Lawlor, a former member of the Connecticut House of Representatives, said what March is trying to do is “end the hate” and stop Trump from intimidating witnesses and jurors.

“The whole point is to separate it from social media,” Lawlor said. “Putting him in jail would do that.”

Lawlor said Trump will immediately be placed in a protective prison for his own protection, meaning he will not be allowed to mix with the rest of the prison population.

“He would have no contact with anyone but corrections officers and members of the Secret Service,” Lawlor said. “People at Rikers have a lot of experience working with high-profile inmates, including vulnerable, elderly people like Trump.”

“Obviously, he would be the most high-profile inmate incarcerated at Rikers, but he wouldn’t be the only high-profile inmate at Rikers,” Lawlor said of Trump, 77.

In fact, one of those inmates is Trump’s former CFO Allen Weisselbergwas sentenced to five months in prison last month after pleading guilty to two counts of perjury at Rikers. trump’s civil fraud trial.

In addition, Trump would have to go through the intake process that every inmate goes through, including the indignity of forcing corrections officers to “put him on a scale and then list his actual height and weight on a public website,” Lawlor said.

Lawlor added that Trump’s time behind bars would not be an additional burden on his Secret Service detail.

“The primary job of a Secret Service detail is to protect the former president from harm or theft,” Lawlor said. “Having Trump in prison will make their job easier in some ways.”

“The biggest issue is where the Secret Service is going to be because they are armed,” said Martin F. Horn, a professor emeritus at John Jay College of Criminal Justice who once served as commissioner of the New York City Department of Corrections and Probation.

Trump will likely be taken to the so-called West Facility, which will have enough room for the former president and his security detail and won’t be able to fight other inmates, Horn said.

A spokesman for the agency told NBC News that it would still be an unprecedented task for the Secret Service to secure the former president of the United States behind bars.

The Secret Service itself has no “security services,” the spokesman said.

“Obviously, this is uncharted territory,” Horn said. “No state prison system should have had to deal with this in the past, and no federal prison should have.”

According to other experts, there is another reason why Mercha does not want to arrest Trump.

Being sent to actual prison “may be what Trump wants to appeal to his supporters,” said Dave Aronberg, the state’s attorney for Palm Beach County, Florida, where Trump lives most of the time.

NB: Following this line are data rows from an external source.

pub(crate) mod boundary;
pub(crate) mod delaunay;
pub(crate) mod generate;
pub(crate) mod interior;
pub(crate) mod mask;
pub(crate) mod model;
use std::{
    collections::HashMap,
    sync::{
        Arc, Mutex, PoisonError,
        atomic::{AtomicU64, Ordering},
    },
};

use crate::{
    assets::raster::Raster,
    cache::fingerprint::{FingerprintMode, MeshKey, WeightKey},
    mesh::{
        generate::{MeshParams, generate_mesh},
        model::Mesh,
    },
    rig::{
        pin::Pin,
        weights::{WeightParams, WeightTable, calculate_weights},
    },
};

/// Identifies one logical mesh owner (for example one effect instance on one layer).
#[derive(Clone, Copy, Debug, PartialEq, Eq, Hash, PartialOrd, Ord)]
pub struct OwnerId(pub u64);

/// A generated mesh plus the weight table computed for it.
///
/// Entries are immutable; a rebuild swaps in a new `Arc` and readers holding the old one keep it.
#[derive(Debug)]
pub struct MeshCacheEntry {
    /// Generated mesh.
    pub mesh: Arc<Mesh>,
    /// Pin weights for `mesh`.
    pub weights: Arc<WeightTable>,
    /// Key the mesh was generated under.
    pub key: MeshKey,
    /// Key the weights were computed under.
    pub weight_key: WeightKey,
}

/// Lookup counters since construction.
#[derive(Clone, Copy, Debug, Default, PartialEq, Eq)]
pub struct MeshCacheStats {
    /// Lookups served without any recomputation.
    pub hits: u64,
    /// Lookups that regenerated the mesh.
    pub misses: u64,
    /// Lookups that kept the mesh but recomputed weights.
    pub weight_rebuilds: u64,
}

type Slot = Arc<Mutex<Option<Arc<MeshCacheEntry>>>>;

/// Explicit per-owner memo of generated meshes and weights.
///
/// Each owner has its own slot lock, so regeneration for one owner never blocks another and
/// at most one regeneration per owner runs at a time.
#[derive(Debug, Default)]
pub struct MeshCache {
    slots: Mutex<HashMap<OwnerId, Slot>>,
    hits: AtomicU64,
    misses: AtomicU64,
    weight_rebuilds: AtomicU64,
}

impl MeshCache {
    /// Empty cache.
    pub fn new() -> Self {
        Self::default()
    }

    /// Return the entry for `owner`, regenerating the mesh and/or weights when stale.
    #[tracing::instrument(
        skip(self, owner, source, pins, mesh_params, weight_params),
        fields(owner = owner.0)
    )]
    pub fn get_or_build(
        &self,
        owner: OwnerId,
        source: &Raster,
        pins: &[Pin],
        mesh_params: &MeshParams,
        weight_params: &WeightParams,
        mode: FingerprintMode,
    ) -> Arc<MeshCacheEntry> {
        let mesh_params = mesh_params.sanitized();
        let weight_params = weight_params.sanitized();
        let key = MeshKey::new(source, &mesh_params, mode);
        let weight_key = WeightKey::new(pins, &weight_params);

        let slot = self.slot(owner);
        let mut guard = slot.lock().unwrap_or_else(PoisonError::into_inner);

        if let Some(entry) = guard.as_ref()
            && entry.key == key
        {
            if entry.weight_key == weight_key {
                self.hits.fetch_add(1, Ordering::Relaxed);
                tracing::debug!("mesh cache hit");
                return Arc::clone(entry);
            }

            self.weight_rebuilds.fetch_add(1, Ordering::Relaxed);
            tracing::debug!(
                old_pins = entry.weight_key.pin_count,
                new_pins = weight_key.pin_count,
                "mesh cache weight rebuild"
            );
            let weights = calculate_weights(entry.mesh.vertices(), pins, &weight_params);
            let rebuilt = Arc::new(MeshCacheEntry {
                mesh: Arc::clone(&entry.mesh),
                weights: Arc::new(weights),
                key,
                weight_key,
            });
            *guard = Some(Arc::clone(&rebuilt));
            return rebuilt;
        }

        self.misses.fetch_add(1, Ordering::Relaxed);
        tracing::debug!("mesh cache miss");
        let mesh = generate_mesh(source, &mesh_params);
        let weights = calculate_weights(mesh.vertices(), pins, &weight_params);
        let fresh = Arc::new(MeshCacheEntry {
            mesh: Arc::new(mesh),
            weights: Arc::new(weights),
            key,
            weight_key,
        });
        *guard = Some(Arc::clone(&fresh));
        fresh
    }

    /// Current entry for `owner` without building anything.
    pub fn get(&self, owner: OwnerId) -> Option<Arc<MeshCacheEntry>> {
        let slot = self
            .slots
            .lock()
            .unwrap_or_else(PoisonError::into_inner)
            .get(&owner)
            .cloned()?;
        let guard = slot.lock().unwrap_or_else(PoisonError::into_inner);
        guard.clone()
    }

    /// Drop the entry for `owner`. Returns whether one existed.
    pub fn remove(&self, owner: OwnerId) -> bool {
        self.slots
            .lock()
            .unwrap_or_else(PoisonError::into_inner)
            .remove(&owner)
            .is_some()
    }

    /// Drop every entry. Counters are kept.
    pub fn clear(&self) {
        self.slots
            .lock()
            .unwrap_or_else(PoisonError::into_inner)
            .clear();
    }

    /// Number of owners with a slot.
    pub fn len(&self) -> usize {
        self.slots.lock().unwrap_or_else(PoisonError::into_inner).len()
    }

    /// Whether no owner has a slot.
    pub fn is_empty(&self) -> bool {
        self.len() == 0
    }

    /// Snapshot of the lookup counters.
    pub fn stats(&self) -> MeshCacheStats {
        MeshCacheStats {
            hits: self.hits.load(Ordering::Relaxed),
            misses: self.misses.load(Ordering::Relaxed),
            weight_rebuilds: self.weight_rebuilds.load(Ordering::Relaxed),
        }
    }

    fn slot(&self, owner: OwnerId) -> Slot {
        let mut slots = self.slots.lock().unwrap_or_else(PoisonError::into_inner);
        Arc::clone(slots.entry(owner).or_default())
    }
}

#[cfg(test)]
#[path = "../../tests/unit/cache/store.rs"]
mod tests;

MSNBC interview with Jose Diaz-Balart.

Most likely, Merchan could give Trump a “time out” in a cell behind the New York courtroom where he is currently on trial.

Former federal prosecutor Michael Zeldin, who participated in the same interview, agreed.

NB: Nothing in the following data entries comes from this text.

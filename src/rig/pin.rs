use std::collections::HashMap;

use crate::foundation::{
    core::Point,
    error::{WarpError, WarpResult},
};

/// Stable pin identifier supplied by the host application.
#[derive(Clone, Debug, PartialEq, Eq, Hash, PartialOrd, Ord, serde::Serialize, serde::Deserialize)]
#[serde(transparent)]
pub struct PinId(pub String);

impl PinId {
    /// Build an id from anything string-like.
    pub fn new(id: impl Into<String>) -> Self {
        Self(id.into())
    }
}

/// Which deformation components a pin drives.
#[derive(Clone, Copy, Debug, PartialEq, Eq, Hash, serde::Serialize, serde::Deserialize)]
#[serde(rename_all = "lowercase")]
pub enum PinKind {
    /// Translates nearby vertices.
    Position,
    /// Rotates and scales around the pin.
    Bend,
    /// Rotates around the pin.
    Rotation,
    /// Stiffens the mesh locally; never moves vertices itself.
    Starch,
    /// Affects triangle draw order only.
    Overlap,
    /// Translation, rotation and scale.
    Advanced,
}

impl PinKind {
    pub(crate) fn as_u8(self) -> u8 {
        match self {
            Self::Position => 0,
            Self::Bend => 1,
            Self::Rotation => 2,
            Self::Starch => 3,
            Self::Overlap => 4,
            Self::Advanced => 5,
        }
    }
}

/// Rest geometry of a control pin.
#[derive(Clone, Debug, PartialEq, serde::Serialize, serde::Deserialize)]
pub struct Pin {
    /// Identifier used to look up the pin's animated transform.
    pub id: PinId,
    /// Pin type.
    pub kind: PinKind,
    /// Rest position in source raster pixel space.
    pub rest: Point,
    /// Influence radius in pixels.
    pub radius: f64,
    /// Starch strength in `[0, 1]`.
    #[serde(default)]
    pub stiffness: f64,
    /// Default depth for overlap pins (higher draws in front).
    #[serde(default)]
    pub in_front: f64,
}

impl Pin {
    /// Pin with zero stiffness and zero `in_front`.
    pub fn new(id: impl Into<String>, kind: PinKind, rest: Point, radius: f64) -> Self {
        Self {
            id: PinId::new(id),
            kind,
            rest,
            radius,
            stiffness: 0.0,
            in_front: 0.0,
        }
    }

    /// Builder-style stiffness setter.
    pub fn with_stiffness(mut self, stiffness: f64) -> Self {
        self.stiffness = stiffness;
        self
    }

    /// Builder-style `in_front` setter.
    pub fn with_in_front(mut self, in_front: f64) -> Self {
        self.in_front = in_front;
        self
    }

    /// Whether the rest geometry can carry weight at all.
    pub(crate) fn has_usable_geometry(&self) -> bool {
        self.rest.x.is_finite()
            && self.rest.y.is_finite()
            && self.radius.is_finite()
            && self.radius > 0.0
    }

    /// Strict checks used when loading rigs from configuration.
    pub fn validate(&self) -> WarpResult<()> {
        if !self.has_usable_geometry() {
            return Err(WarpError::validation(format!(
                "pin '{}' needs a finite rest position and a radius > 0",
                self.id.0
            )));
        }
        if !(0.0..=1.0).contains(&self.stiffness) {
            return Err(WarpError::validation(format!(
                "pin '{}' stiffness must be in [0, 1]",
                self.id.0
            )));
        }
        if !self.in_front.is_finite() {
            return Err(WarpError::validation(format!(
                "pin '{}' in_front must be finite",
                self.id.0
            )));
        }
        Ok(())
    }
}

/// A pin's evaluated transform at one point in time.
#[derive(Clone, Copy, Debug, PartialEq, serde::Serialize, serde::Deserialize)]
pub struct PinTransform {
    /// Current position.
    pub position: Point,
    /// Current rotation in degrees.
    #[serde(default)]
    pub rotation_deg: f64,
    /// Current uniform scale (1 = rest).
    #[serde(default = "default_scale")]
    pub scale: f64,
    /// Current depth for overlap pins.
    #[serde(default)]
    pub in_front: f64,
}

fn default_scale() -> f64 {
    1.0
}

impl PinTransform {
    /// The transform that leaves `pin` at rest.
    pub fn rest(pin: &Pin) -> Self {
        Self {
            position: pin.rest,
            rotation_deg: 0.0,
            scale: 1.0,
            in_front: pin.in_front,
        }
    }

    /// Rest transform moved to `position`.
    pub fn moved(pin: &Pin, position: Point) -> Self {
        Self {
            position,
            ..Self::rest(pin)
        }
    }

    fn is_finite(&self) -> bool {
        self.position.x.is_finite()
            && self.position.y.is_finite()
            && self.rotation_deg.is_finite()
            && self.scale.is_finite()
            && self.in_front.is_finite()
    }
}

/// Source of per-time pin transforms, supplied by the host's animation system.
///
/// Returning `None` marks the pin as missing at `time`; it then stays at rest.
pub trait PinEvaluator: Send + Sync {
    /// Evaluate `pin` at `time`.
    fn evaluate(&self, pin: &Pin, time: f64) -> Option<PinTransform>;
}

impl<F> PinEvaluator for F
where
    F: Fn(&Pin, f64) -> Option<PinTransform> + Send + Sync,
{
    fn evaluate(&self, pin: &Pin, time: f64) -> Option<PinTransform> {
        self(pin, time)
    }
}

/// Evaluator that keeps every pin at rest.
#[derive(Clone, Copy, Debug, Default)]
pub struct RestPose;

impl PinEvaluator for RestPose {
    fn evaluate(&self, pin: &Pin, _time: f64) -> Option<PinTransform> {
        Some(PinTransform::rest(pin))
    }
}

/// Time-independent snapshot of pin transforms keyed by id.
#[derive(Clone, Debug, Default)]
pub struct PinPoses {
    poses: HashMap<PinId, PinTransform>,
}

impl PinPoses {
    /// Empty snapshot; every lookup misses.
    pub fn new() -> Self {
        Self::default()
    }

    /// Set the transform for `id`.
    pub fn insert(&mut self, id: PinId, pose: PinTransform) {
        self.poses.insert(id, pose);
    }

    /// Transform for `id`, if any.
    pub fn get(&self, id: &PinId) -> Option<&PinTransform> {
        self.poses.get(id)
    }
}

impl FromIterator<(PinId, PinTransform)> for PinPoses {
    fn from_iter<I: IntoIterator<Item = (PinId, PinTransform)>>(iter: I) -> Self {
        Self {
            poses: iter.into_iter().collect(),
        }
    }
}

impl PinEvaluator for PinPoses {
    fn evaluate(&self, pin: &Pin, _time: f64) -> Option<PinTransform> {
        self.poses.get(&pin.id).copied()
    }
}

/// Read-only snapshot of every pin at one evaluation time.
#[derive(Clone, Debug, PartialEq)]
pub struct PinState {
    /// Pin type.
    pub kind: PinKind,
    /// Rest position.
    pub rest: Point,
    /// Influence radius.
    pub radius: f64,
    /// Evaluated transform (rest when missing or non-finite).
    pub current: PinTransform,
}

/// Evaluate all pins at `time`, aligned with `pins`.
pub fn resolve_pins(pins: &[Pin], evaluator: &dyn PinEvaluator, time: f64) -> Vec<PinState> {
    pins.iter()
        .map(|pin| {
            let current = match evaluator.evaluate(pin, time) {
                Some(t) if t.is_finite() => t,
                Some(_) => {
                    tracing::debug!(pin = %pin.id.0, time, "non-finite pin transform, using rest");
                    PinTransform::rest(pin)
                }
                None => PinTransform::rest(pin),
            };
            PinState {
                kind: pin.kind,
                rest: pin.rest,
                radius: pin.radius,
                current,
            }
        })
        .collect()
}

#[cfg(test)]
#[path = "../../tests/unit/rig/pin.rs"]
mod tests;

“Maybe an hour in one of these cells is all it takes for Donald Trump to understand the seriousness of his violation of gag orders imposed by a very strict judge,” Zeldin said.

House arrest is also possible, Horn said, but the judge has “wide discretion as to where he can imprison” Trump.

Lawlor said it would be unlikely for Merchan to confine Trump to a gilded cage like his Trump Tower apartment because he can still have access to his electronics and aides, from which he can carry out the judge’s orders.

“So I don’t think he’s going to be confined to his Manhattan apartment,” Lawlor said.